And so I started writing for them and they said, yeah, well,
and I said,
not understanding how things work maybe, I said, oh yeah, we'll write.
And they published the thing.
It was the first year.
I said, what I think I really do is I write music.
I do voices and things.
And they said, oh, sure.
Well, then we'll build a studio.
I said, great.
So they built a 16-track studio.
Lampoon did.
Sure.
Yeah.
And they said, and you can basically do whatever you want.
And then we're going to have a radio show.
And you can do whatever you want.
I said, great.
So no one ever said no
from the very beginning, which is not necessarily a good thing because you would then think you're going to get slapped down pretty hard.
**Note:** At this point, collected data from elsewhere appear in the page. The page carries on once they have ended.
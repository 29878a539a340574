use syn::{
    parse::{Parse, ParseStream},
    token, Attribute, Ident, LitStr,
};

/// `#[cfn(...)]` on the struct
#[derive(Debug, Default)]
pub struct StructAttrs {
    pub resource: Option<LitStr>,
}

/// `#[cfn(...)]` on a field
#[derive(Debug, Default)]
pub struct FieldAttrs {
    pub rename: Option<LitStr>,
    pub skip: bool,
}

impl Parse for StructAttrs {
    fn parse(input: ParseStream) -> syn::Result<Self> {
        let mut resource = None;

        while !input.is_empty() {
            let ident_span = input.span();
            let ident: Ident = input.parse()?;

            match ident.to_string().as_str() {
                "resource" => {
                    if resource.is_some() {
                        return Err(syn::Error::new(
                            ident_span,
                            "Duplicate attribute `resource`",
                        ));
                    }

                    input.parse::<token::Eq>()?;
                    let value = input.parse::<LitStr>()?;
                    validate_resource_type(&value)?;
                    resource = Some(value);
                }
                other => {
                    return Err(syn::Error::new(
                        ident_span,
                        format!("Unknown attribute `{other}`"),
                    ));
                }
            }

            if !input.is_empty() {
                input.parse::<token::Comma>()?;
            }
        }

        Ok(Self { resource })
    }
}

impl Parse for FieldAttrs {
    fn parse(input: ParseStream) -> syn::Result<Self> {
        let mut rename = None;
        let mut skip = None;

        while !input.is_empty() {
            let ident_span = input.span();
            let ident: Ident = input.parse()?;

            match ident.to_string().as_str() {
                "rename" => {
                    if rename.is_some() {
                        return Err(syn::Error::new(ident_span, "Duplicate attribute `rename`"));
                    }

                    input.parse::<token::Eq>()?;
                    let value = input.parse::<LitStr>()?;

                    if value.value().is_empty() {
                        return Err(syn::Error::new(value.span(), "Wire name must not be empty"));
                    }

                    rename = Some(value);
                }
                "skip" => {
                    if skip.is_some() {
                        return Err(syn::Error::new(ident_span, "Duplicate attribute `skip`"));
                    }

                    skip = Some(true);
                }
                other => {
                    return Err(syn::Error::new(
                        ident_span,
                        format!("Unknown attribute `{other}`"),
                    ));
                }
            }

            if !input.is_empty() {
                input.parse::<token::Comma>()?;
            }
        }

        Ok(Self {
            rename,
            skip: skip.unwrap_or_default(),
        })
    }
}

/// Merge all `#[cfn(...)]` attributes of an item, other attributes are ignored
pub fn parse_struct_attrs(attrs: &[Attribute]) -> syn::Result<StructAttrs> {
    let mut result = StructAttrs::default();

    for attr in attrs.iter().filter(|attr| attr.path().is_ident("cfn")) {
        let parsed: StructAttrs = attr.parse_args()?;

        if let Some(resource) = parsed.resource {
            if result.resource.is_some() {
                return Err(syn::Error::new(
                    resource.span(),
                    "Duplicate attribute `resource`",
                ));
            }

            result.resource = Some(resource);
        }
    }

    Ok(result)
}

pub fn parse_field_attrs(attrs: &[Attribute]) -> syn::Result<FieldAttrs> {
    let mut result = FieldAttrs::default();

    for attr in attrs.iter().filter(|attr| attr.path().is_ident("cfn")) {
        let parsed: FieldAttrs = attr.parse_args()?;

        if let Some(rename) = parsed.rename {
            if result.rename.is_some() {
                return Err(syn::Error::new(rename.span(), "Duplicate attribute `rename`"));
            }

            result.rename = Some(rename);
        }

        result.skip |= parsed.skip;
    }

    Ok(result)
}

/// Resource type names have three segments, e.g. `AWS::ECS::Cluster`
fn validate_resource_type(value: &LitStr) -> syn::Result<()> {
    let name = value.value();
    let segments: Vec<&str> = name.split("::").collect();

    let valid = segments.len() == 3
        && segments
            .iter()
            .all(|s| !s.is_empty() && s.chars().all(|c| c.is_ascii_alphanumeric()));

    if !valid {
        return Err(syn::Error::new(
            value.span(),
            "Expected resource type in the form `Provider::Service::Resource`",
        ));
    }

    Ok(())
}

#[cfg(test)]
mod tests {
    use super::*;

    #[test]
    fn test_struct_attrs() {
        let attrs: StructAttrs = syn::parse_str(r#"resource = "AWS::ECS::Cluster""#).unwrap();
        assert_eq!(attrs.resource.unwrap().value(), "AWS::ECS::Cluster");
    }

    #[test]
    fn test_struct_attrs_errors() {
        let duplicate = syn::parse_str::<StructAttrs>(
            r#"resource = "AWS::ECS::Cluster", resource = "AWS::ECS::Service""#,
        );

        assert_eq!(
            duplicate.unwrap_err().to_string(),
            "Duplicate attribute `resource`"
        );

        assert!(syn::parse_str::<StructAttrs>(r#"resource = "ECS::Cluster""#).is_err());
        assert!(syn::parse_str::<StructAttrs>(r#"name = "Cluster""#).is_err());
    }

    #[test]
    fn test_field_attrs() {
        let attrs: FieldAttrs = syn::parse_str(r#"rename = "RoleARN""#).unwrap();
        assert_eq!(attrs.rename.unwrap().value(), "RoleARN");
        assert!(!attrs.skip);

        let attrs: FieldAttrs = syn::parse_str("skip").unwrap();
        assert!(attrs.skip);

        assert!(syn::parse_str::<FieldAttrs>("skip, skip").is_err());
        assert!(syn::parse_str::<FieldAttrs>(r#"rename = """#).is_err());
        assert!(syn::parse_str::<FieldAttrs>("flatten").is_err());
    }
}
But I didn't really get slapped down all that hard because I did a lot of plays in New York and I had started something where I had control of everything, virtually everything.
The National Lampoon Radio Hour?
The Radio Hour, the show Lemmings, which I co-wrote with some of the other Lampoon people.
And this is 72?
That was 73, maybe?
Yeah.
Yeah.
And then more albums.
We did, I think, six albums.
But let's talk about that for a second because, like, for me, the National Lampoon was a brain-changing magazine.
That when I was a kid, because I'm, what am I?
61?
I'm going to be 62 in a week.
Yeah, well, I could be your dad.
Well, not quite.
Well, if I was.
If you had me when you were 10?
No, no, no.
If I had you when I was 16.
Yeah, I could be your dad.
So, yeah.
If I had a weird weekend, let's say.
Well, it wouldn't have been that.
A great weekend.
That wouldn't even, honestly, no, things were pretty good.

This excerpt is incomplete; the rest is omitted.